ANS -- "A DAY IN THE LIFE OF JOE REPUBLICAN" plus

This is an old piece -- with a new addition.  It's just for fun.  Enjoy....
--Kim


"A DAY IN THE LIFE OF JOE REPUBLICAN"

Joe gets up at 6 a.m. and fills his coffeepot with water to prepare his morning coffee. The water is clean and good because some tree-hugging liberal fought for minimum water-quality standards. With his first swallow of water, he takes his daily medication. His medications are safe to take because some stupid commie liberal fought to ensure their safety and that they work as advertised.

All but $10 of his medications are paid for by his employer's medical plan because some liberal union workers fought their employers for paid medical insurance - now Joe gets it too.

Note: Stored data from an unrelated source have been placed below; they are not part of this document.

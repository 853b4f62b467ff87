// Copyright (c) 2026 oxyzenq

use std::char;

fn push_range(out: &mut Vec<char>, start: u32, end: u32) {
    for v in start..=end {
        if let Some(ch) = char::from_u32(v) {
            out.push(ch);
        }
    }
}

/// Fixed rain alphabet: Latin uppercase, digits, and the 46 base kana as
/// halfwidth katakana. The writer draws one char per cell, so every glyph
/// here must occupy a single terminal column.
pub fn rain_alphabet() -> Vec<char> {
    let mut out = Vec::with_capacity(82);
    push_range(&mut out, 0x41, 0x5A);
    push_range(&mut out, 0x30, 0x39);
    // U+FF66 'ｦ' sits apart from the U+FF71..=U+FF9D 'ｱ'..'ﾝ' run.
    out.push('ｦ');
    push_range(&mut out, 0xFF71, 0xFF9D);
    out
}
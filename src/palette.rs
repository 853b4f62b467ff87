// Copyright (c) 2026 oxyzenq

use crossterm::style::Color;

#[derive(Clone, Copy, Debug, PartialEq, Eq)]
pub enum ColorMode {
    Mono,
    Color256,
    TrueColor,
}

/// Brightness ramp for one effect. Index 0 is the dimmest trail level,
/// the last index is the hottest head level.
#[derive(Clone, Debug)]
pub struct Palette {
    pub colors: Vec<Color>,
    pub bg: Option<Color>,
}

impl Palette {
    /// Maps a 0..=1 intensity onto the ramp.
    pub fn color_for(&self, level: f32) -> Option<Color> {
        if self.colors.is_empty() {
            return None;
        }
        let last = (self.colors.len() - 1) as f32;
        let idx = (level.clamp(0.0, 1.0) * last).round() as usize;
        self.colors.get(idx).copied()
    }
}

const RAMP_STEPS: usize = 8;

/// Builds a ramp from a near-black shade of `base` up to `base`, with a
/// whitened head step for the hottest level.
pub fn build_ramp(mode: ColorMode, base: (u8, u8, u8), bg: Option<Color>) -> Palette {
    if mode == ColorMode::Mono {
        return Palette {
            colors: vec![Color::White],
            bg,
        };
    }

    let mut rgb: Vec<(u8, u8, u8)> = Vec::with_capacity(RAMP_STEPS);
    for i in 0..RAMP_STEPS - 1 {
        let t = 0.15 + 0.85 * (i as f32) / ((RAMP_STEPS - 2) as f32);
        rgb.push(scale_rgb(base, t));
    }
    rgb.push(whiten(base, 0.6));

    let colors = rgb
        .into_iter()
        .map(|(r, g, b)| match mode {
            ColorMode::TrueColor => Color::Rgb { r, g, b },
            _ => Color::AnsiValue(rgb_to_ansi256(r, g, b)),
        })
        .collect();

    Palette { colors, bg }
}

fn scale_rgb((r, g, b): (u8, u8, u8), t: f32) -> (u8, u8, u8) {
    (lerp_u8(0, r, t), lerp_u8(0, g, t), lerp_u8(0, b, t))
}

fn whiten((r, g, b): (u8, u8, u8), t: f32) -> (u8, u8, u8) {
    (lerp_u8(r, 255, t), lerp_u8(g, 255, t), lerp_u8(b, 255, t))
}

fn lerp_u8(a: u8, b: u8, t: f32) -> u8 {
    let a = a as f32;
    let b = b as f32;
    (a + (b - a) * t).round().clamp(0.0, 255.0) as u8
}

fn dist2(r0: u8, g0: u8, b0: u8, r1: u8, g1: u8, b1: u8) -> i32 {
    let dr = (r0 as i32) - (r1 as i32);
    let dg = (g0 as i32) - (g1 as i32);
    let db = (b0 as i32) - (b1 as i32);
    dr * dr + dg * dg + db * db
}

/// Nearest 256-color index, picking whichever of the 6x6x6 cube and the
/// grayscale band is closer.
pub fn rgb_to_ansi256(r: u8, g: u8, b: u8) -> u8 {
    const CUBE: [u8; 6] = [0, 95, 135, 175, 215, 255];

    let r6 = ((r as u16 * 5) + 127) / 255;
    let g6 = ((g as u16 * 5) + 127) / 255;
    let b6 = ((b as u16 * 5) + 127) / 255;
    let cube_idx = 16 + (36 * r6 as u8) + (6 * g6 as u8) + (b6 as u8);
    let cube_dist = dist2(
        r,
        g,
        b,
        CUBE[r6 as usize],
        CUBE[g6 as usize],
        CUBE[b6 as usize],
    );

    let avg = ((r as u16 + g as u16 + b as u16) / 3) as u8;
    let gray_idx = if avg < 8 {
        16
    } else if avg > 238 {
        231
    } else {
        232 + ((avg - 8) / 10)
    };
    let gv = match gray_idx {
        16 => 0,
        231 => 255,
        v => 8 + 10 * (v - 232),
    };
    let gray_dist = dist2(r, g, b, gv, gv, gv);

    if gray_dist < cube_dist {
        gray_idx
    } else {
        cube_idx
    }
}

pub fn detect_color_mode_auto() -> ColorMode {
    let colorterm = std::env::var("COLORTERM")
        .unwrap_or_default()
        .to_ascii_lowercase();
    if colorterm.contains("truecolor") || colorterm.contains("24bit") {
        return ColorMode::TrueColor;
    }
    let term = std::env::var("TERM").unwrap_or_default().to_ascii_lowercase();
    if term == "dumb" {
        return ColorMode::Mono;
    }
    ColorMode::Color256
}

He prepares his morning breakfast, bacon and eggs. Joe's bacon is safe to eat because some girly-man liberal fought for laws to regulate the meat packing industry.

In the morning shower, Joe reaches for his shampoo. His bottle is properly labeled with each ingredient and its amount in the total contents because some crybaby liberal fought for his right to know what he was putting on his body and how much it contained.

Joe dresses, walks outside and takes a deep breath. The air he breathes is clean because some environmentalist wacko liberal fought for the laws to stop industries from polluting our air.

He walks on the government-provided sidewalk to subway station for his government-subsidized ride to work. It saves him considerable money in parking and transportation fees because some fancy-pants liberal fought for affordable public transportation, which gives everyone the opportunity to be a contributor.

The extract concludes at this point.